◆ Work instructions ◆
In the data that follows, count the lines in which the word "else" occurs, and report that figure alone.

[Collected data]
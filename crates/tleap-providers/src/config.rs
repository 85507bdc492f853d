//! Configuration loading and provider factory.

use std::collections::HashMap;
use std::path::{Path, PathBuf};

use anyhow::{Context, Result};
use serde::{Deserialize, Serialize};

use tleap_core::analysis::DEFAULT_ANALYSIS_FILE;
use tleap_core::history::DEFAULT_HISTORY_FILE;
use tleap_core::traits::LlmProvider;
use tleap_core::GeneratorConfig;

use crate::ollama::{self, OllamaProvider};
use crate::openai::{OpenAiProvider, GROQ_BASE_URL};

/// Configuration for a single model provider.
///
/// Note: Custom Debug impl masks API keys to prevent accidental exposure in logs.
#[derive(Clone, Serialize, Deserialize)]
#[serde(tag = "type", rename_all = "lowercase")]
pub enum ProviderConfig {
    Ollama {
        #[serde(default = "default_ollama_url")]
        base_url: String,
    },
    /// Any OpenAI-compatible chat completions API (OpenAI, Groq).
    OpenAI {
        api_key: String,
        #[serde(default)]
        base_url: Option<String>,
    },
}

impl std::fmt::Debug for ProviderConfig {
    fn fmt(&self, f: &mut std::fmt::Formatter<'_>) -> std::fmt::Result {
        match self {
            ProviderConfig::Ollama { base_url } => f
                .debug_struct("Ollama")
                .field("base_url", base_url)
                .finish(),
            ProviderConfig::OpenAI {
                api_key: _,
                base_url,
            } => f
                .debug_struct("OpenAI")
                .field("api_key", &"***")
                .field("base_url", base_url)
                .finish(),
        }
    }
}

fn default_ollama_url() -> String {
    ollama::DEFAULT_BASE_URL.to_string()
}

/// Top-level tleap configuration.
#[derive(Debug, Clone, Serialize, Deserialize)]
pub struct TleapConfig {
    /// Provider configurations keyed by name.
    #[serde(default = "default_providers")]
    pub providers: HashMap<String, ProviderConfig>,
    /// Provider used when none is given on the command line.
    #[serde(default = "default_provider")]
    pub default_provider: String,
    /// Model used when none is given on the command line.
    #[serde(default = "default_model")]
    pub default_model: String,
    /// Sampling temperature for question generation.
    #[serde(default = "default_temperature")]
    pub temperature: f64,
    /// Maximum output length in tokens.
    #[serde(default = "default_max_tokens")]
    pub max_tokens: u32,
    /// Where the question history JSON lives.
    #[serde(default = "default_history_path")]
    pub history_path: PathBuf,
    /// Where analysis rows are appended.
    #[serde(default = "default_analysis_path")]
    pub analysis_path: PathBuf,
}

fn default_providers() -> HashMap<String, ProviderConfig> {
    HashMap::from([(
        "ollama".to_string(),
        ProviderConfig::Ollama {
            base_url: default_ollama_url(),
        },
    )])
}
fn default_provider() -> String {
    "ollama".to_string()
}
fn default_model() -> String {
    "llama3".to_string()
}
fn default_temperature() -> f64 {
    0.8
}
fn default_max_tokens() -> u32 {
    800
}
fn default_history_path() -> PathBuf {
    PathBuf::from(DEFAULT_HISTORY_FILE)
}
fn default_analysis_path() -> PathBuf {
    PathBuf::from(DEFAULT_ANALYSIS_FILE)
}

impl Default for TleapConfig {
    fn default() -> Self {
        Self {
            providers: default_providers(),
            default_provider: default_provider(),
            default_model: default_model(),
            temperature: default_temperature(),
            max_tokens: default_max_tokens(),
            history_path: default_history_path(),
            analysis_path: default_analysis_path(),
        }
    }
}

impl TleapConfig {
    /// Generator settings derived from this config.
    pub fn generator_config(&self) -> GeneratorConfig {
        GeneratorConfig {
            model: self.default_model.clone(),
            max_tokens: self.max_tokens,
            temperature: self.temperature,
            system_prompt_override: None,
        }
    }
}

/// Expand `${VAR}` references from the process environment. Unset variables
/// expand to nothing; an unterminated `${` is left as is.
fn resolve_env_vars(raw: &str) -> String {
    let mut out = String::with_capacity(raw.len());
    let mut rest = raw;
    while let Some(start) = rest.find("${") {
        let Some(len) = rest[start + 2..].find('}') else {
            break;
        };
        out.push_str(&rest[..start]);
        out.push_str(&std::env::var(&rest[start + 2..start + 2 + len]).unwrap_or_default());
        rest = &rest[start + 3 + len..];
    }
    out.push_str(rest);
    out
}

impl ProviderConfig {
    fn expand_env_vars(&mut self) {
        match self {
            ProviderConfig::Ollama { base_url } => *base_url = resolve_env_vars(base_url),
            ProviderConfig::OpenAI { api_key, base_url } => {
                *api_key = resolve_env_vars(api_key);
                if let Some(url) = base_url {
                    *url = resolve_env_vars(url);
                }
            }
        }
    }
}

/// Inject API keys from the environment.
///
/// `GROQ_API_KEY` configures a `groq` provider against Groq's OpenAI-compatible
/// endpoint; `TLEAP_OPENAI_KEY` configures `openai`. Keys override any value
/// already present in the file.
fn apply_env_overrides(config: &mut TleapConfig, lookup: impl Fn(&str) -> Option<String>) {
    let overrides = [
        ("GROQ_API_KEY", "groq", Some(GROQ_BASE_URL)),
        ("TLEAP_OPENAI_KEY", "openai", None),
    ];

    for (var, name, base_url) in overrides {
        let Some(key) = lookup(var) else {
            continue;
        };
        let entry = config
            .providers
            .entry(name.to_string())
            .or_insert_with(|| ProviderConfig::OpenAI {
                api_key: String::new(),
                base_url: base_url.map(str::to_string),
            });
        if let ProviderConfig::OpenAI { api_key, .. } = entry {
            *api_key = key;
        }
    }
}

/// Load configuration from the default locations.
///
/// Search order:
/// 1. `tleap.toml` in the current directory
/// 2. `~/.config/tleap/config.toml`
///
/// With neither present the built-in defaults apply. `GROQ_API_KEY` and
/// `TLEAP_OPENAI_KEY` are applied on top.
pub fn load_config() -> Result<TleapConfig> {
    load_config_from(None)
}

/// Like [`load_config`], but an explicit `path` must exist and is used
/// instead of the search.
pub fn load_config_from(path: Option<&Path>) -> Result<TleapConfig> {
    let mut config = match locate_config(path)? {
        Some(path) => read_config_file(&path)?,
        None => TleapConfig::default(),
    };

    apply_env_overrides(&mut config, |var| std::env::var(var).ok());
    config
        .providers
        .values_mut()
        .for_each(ProviderConfig::expand_env_vars);

    Ok(config)
}

fn locate_config(explicit: Option<&Path>) -> Result<Option<PathBuf>> {
    if let Some(path) = explicit {
        anyhow::ensure!(path.exists(), "config file not found: {}", path.display());
        return Ok(Some(path.to_path_buf()));
    }

    let local = PathBuf::from("tleap.toml");
    if local.exists() {
        return Ok(Some(local));
    }
    Ok(user_config_dir()
        .map(|dir| dir.join("config.toml"))
        .filter(|path| path.exists()))
}

fn read_config_file(path: &Path) -> Result<TleapConfig> {
    let content = std::fs::read_to_string(path)
        .with_context(|| format!("failed to read config: {}", path.display()))?;
    let config = toml::from_str(&content)
        .with_context(|| format!("failed to parse config: {}", path.display()))?;
    tracing::debug!(path = %path.display(), "loaded config");
    Ok(config)
}

fn user_config_dir() -> Option<PathBuf> {
    let home = std::env::var_os("HOME")?;
    Some(PathBuf::from(home).join(".config").join("tleap"))
}

/// Create a provider instance from its configuration.
pub fn create_provider(name: &str, config: &ProviderConfig) -> Result<Box<dyn LlmProvider>> {
    let provider: Box<dyn LlmProvider> = match config {
        ProviderConfig::Ollama { base_url } => Box::new(OllamaProvider::new(base_url)?),
        ProviderConfig::OpenAI { api_key, base_url } => {
            anyhow::ensure!(
                !api_key.is_empty(),
                "provider '{name}' has an empty api_key"
            );
            Box::new(OpenAiProvider::new(name, api_key, base_url.clone())?)
        }
    };
    Ok(provider)
}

◆ Response box ◆
2